Pour appâter l’internaute, les FAI prennent désormais tous les risques. Deux sortes d’offres, plutôt alléchantes, sont apparues ces derniers mois. Certains FAI ont lancé des forfaits…

Pour appâter l’internaute, les FAI prennent désormais tous les risques. Deux sortes d’offres, plutôt alléchantes, sont apparues ces derniers mois. Certains FAI ont lancé des forfaits dits ” gratuits-gratuits “, comprenant l’accès à Internet et un nombre fixe d’heures de communications pour… zéro franc. D’autres ont misé sur des forfaits payants, donnant droit à un nombre illimité d’heures de communications : la plupart s’y sont cassé les dents (lire encadré). Ainsi, quelques jours après le lancement de son forfait illimité, World Online a dû faire machine arrière : submergé par une forte demande, le FAI ne pouvait plus suivre. Son PDG dénonçait alors la non-rentabilité du modèle du forfait illimité. Or, contre toute attente, AOL France propose un forfait illimité pour 199 F par mois, et même 99 F par mois avec un engagement de deux ans. “C’est un gros coup commercial pour tenter de concurrencer Wanadoo et rassurer un actionnariat fragile [Cegetel doit bientôt se retirer du capital d’AOL France, Ndlr], commente Roland Montagne, consultant à l’Idate et auteur de l’Atlas mondial de l’Internet.

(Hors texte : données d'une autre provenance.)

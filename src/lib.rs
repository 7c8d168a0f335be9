//! SSD1680 E-Paper Display Driver
//!
//! A driver for the SSD1680 e-paper display controller, as found on the
//! Waveshare 2.9" 296x128 monochrome module.
//!
//! ## Features
//!
//! - `no_std` compatible
//! - `embedded-hal` v1.0 support
//! - `embedded-graphics` integration (with `graphics` feature)
//! - Bit-packed framebuffer in the panel's native RAM orientation, with a
//!   configurable rotation transform (the 2.9" module mounts the panel
//!   rotated 90 degrees, which is the default)
//! - Bitmap-font text rendering from external glyph tables
//! - Bounded busy-wait: a stuck BUSY pin degrades to a logged warning
//!   after ~4s instead of hanging the caller
//!
//! ## Usage
//!
//! ```rust,no_run
//! use core::convert::Infallible;
//! use embedded_hal::delay::DelayNs;
//! use embedded_hal::digital::{InputPin, OutputPin};
//! use embedded_hal::spi::{Operation, SpiDevice};
//! use ssd1680::{Builder, Color, Dimensions, Display, GraphicDisplay, Interface};
//!
//! # struct MockSpi;
//! # impl embedded_hal::spi::ErrorType for MockSpi { type Error = Infallible; }
//! # impl SpiDevice for MockSpi {
//! #     fn transaction(
//! #         &mut self,
//! #         _operations: &mut [Operation<'_, u8>],
//! #     ) -> Result<(), Self::Error> {
//! #         Ok(())
//! #     }
//! # }
//! # struct MockPin;
//! # impl embedded_hal::digital::ErrorType for MockPin { type Error = Infallible; }
//! # impl OutputPin for MockPin {
//! #     fn set_low(&mut self) -> Result<(), Self::Error> { Ok(()) }
//! #     fn set_high(&mut self) -> Result<(), Self::Error> { Ok(()) }
//! # }
//! # impl InputPin for MockPin {
//! #     fn is_high(&mut self) -> Result<bool, Self::Error> { Ok(false) }
//! #     fn is_low(&mut self) -> Result<bool, Self::Error> { Ok(true) }
//! # }
//! # struct MockDelay;
//! # impl DelayNs for MockDelay { fn delay_ns(&mut self, _ns: u32) {} }
//! # let spi = MockSpi;
//! # let dc = MockPin;
//! # let rst = MockPin;
//! # let busy = MockPin;
//! # let mut delay = MockDelay;
//! let interface = Interface::new(spi, dc, rst, busy);
//! let dims = match Dimensions::new(296, 128) {
//!     Ok(dims) => dims,
//!     Err(_) => return,
//! };
//! let config = match Builder::new().dimensions(dims).build() {
//!     Ok(config) => config,
//!     Err(_) => return,
//! };
//! let buffer_size = config.buffer_size();
//!
//! let display = Display::new(interface, config);
//! let mut epd = GraphicDisplay::new(display, vec![0u8; buffer_size]);
//!
//! let _ = epd.initialize(&mut delay);
//! epd.clear(Color::White);
//! let _ = epd.update(&mut delay);
//! ```

#![no_std]

#[cfg(any(test, feature = "alloc"))]
extern crate alloc;

/// Color type for monochrome panels
pub mod color;
/// SSD1680 command definitions
pub mod command;
/// Display configuration types and builder
pub mod config;
/// Core display operations
pub mod display;
/// Error types for the driver
pub mod error;
/// Bitmap font glyph source
pub mod font;
/// Bit-packed RAM-orientation framebuffer
pub mod framebuffer;
/// Hardware interface abstraction
pub mod interface;
/// Coordinate rotation utilities
pub mod rotation;

/// Drawing surface over the display driver
pub mod graphics;

pub use color::Color;
pub use config::{Builder, Config, Dimensions, RamDimensions, Rotation};
pub use display::{DeepSleepMode, Display};
pub use error::{BuilderError, Error, MAX_GATE_OUTPUTS, MAX_SOURCE_OUTPUTS};
pub use font::Font;
pub use framebuffer::Framebuffer;
pub use graphics::GraphicDisplay;
pub use interface::{
    BUSY_POLL_INTERVAL_MS, BusyWait, DEFAULT_BUSY_TIMEOUT_MS, DisplayInterface, Interface,
    InterfaceError,
};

Le forfait illimité est vraiment très risqué, car il est imprévisible. AOL a tout de même pris des précautions en testant son offre dans 2 000 foyers et en faisant de gros efforts d’infrastructure. Si AOL échoue, les autres FAI ne réussiront pas non plus”. Pour le FAI, le principal danger de l’illimité est que l’internaute ne prenne même plus la peine de déconnecter son ordinateur après utilisation. One. Tel l’a constaté à ses dépens en voyant son réseau complètement saturé. Le dimensionnement technique et logistique des accès illimités, dont dépend la qualité de service, est a priori particulièrement difficile à évaluer. Et les revenus financiers du FAI – la publicité sur son portail, les partenariats éventuels avec des sites de e-commerce, et un faible pourcentage du coût des communications locales reversé par France Télécom – ne suffisent pas forcément à faire face aux imprévus.

Les forfaits gratuits ont de l’avenir


Le géant Wanadoo refuse, quant à lui, de céder aux sirènes des offres d’accès illimité. “L’illimité permet aux internautes assidus de surfer 24 h/24 à moindre coût. C’est en quelque sorte l’ADSL du pauvre, plaisante Morald Chibout, directeur du marketing de Wanadoo. Nous ne voulons pas jouer sur ce terrain et nous préférons garantir une haute qualité de service à nos abonnés.”Le FAI avoue quand même garder un ?”il vigilant sur ce marché.
D’après Roland Montagne de l’Idate, le concept des forfaits ” gratuits-gratuits ” est beaucoup plus pérenne : le dimensionnement technique du réseau est alors plus facile à prévoir. Mais il faut définir un modèle économique solide pour assurer ses arrières. Le jeune FAI Oreka, dont l’offre ” 18 heures gratuites ” a fait grand bruit, pense avoir trouvé le modèle idéal : “Nous n’acceptons que 2 000 nouveaux clients par jour, pour ne pas surcharger notre infrastructure, explique David Bitton, PDG d’Oreka. Nos revenus proviennent à 100 % de la publicité. En se connectant, l’internaute arrive automatiquement sur le site d’un annonceur et des bandeaux publicitaires sont placés sur la barre de navigation qui l’accompagne jusqu’à sa déconnexion : les revenus publicitaires sont donc directement proportionnels au temps de connexion à notre réseau.”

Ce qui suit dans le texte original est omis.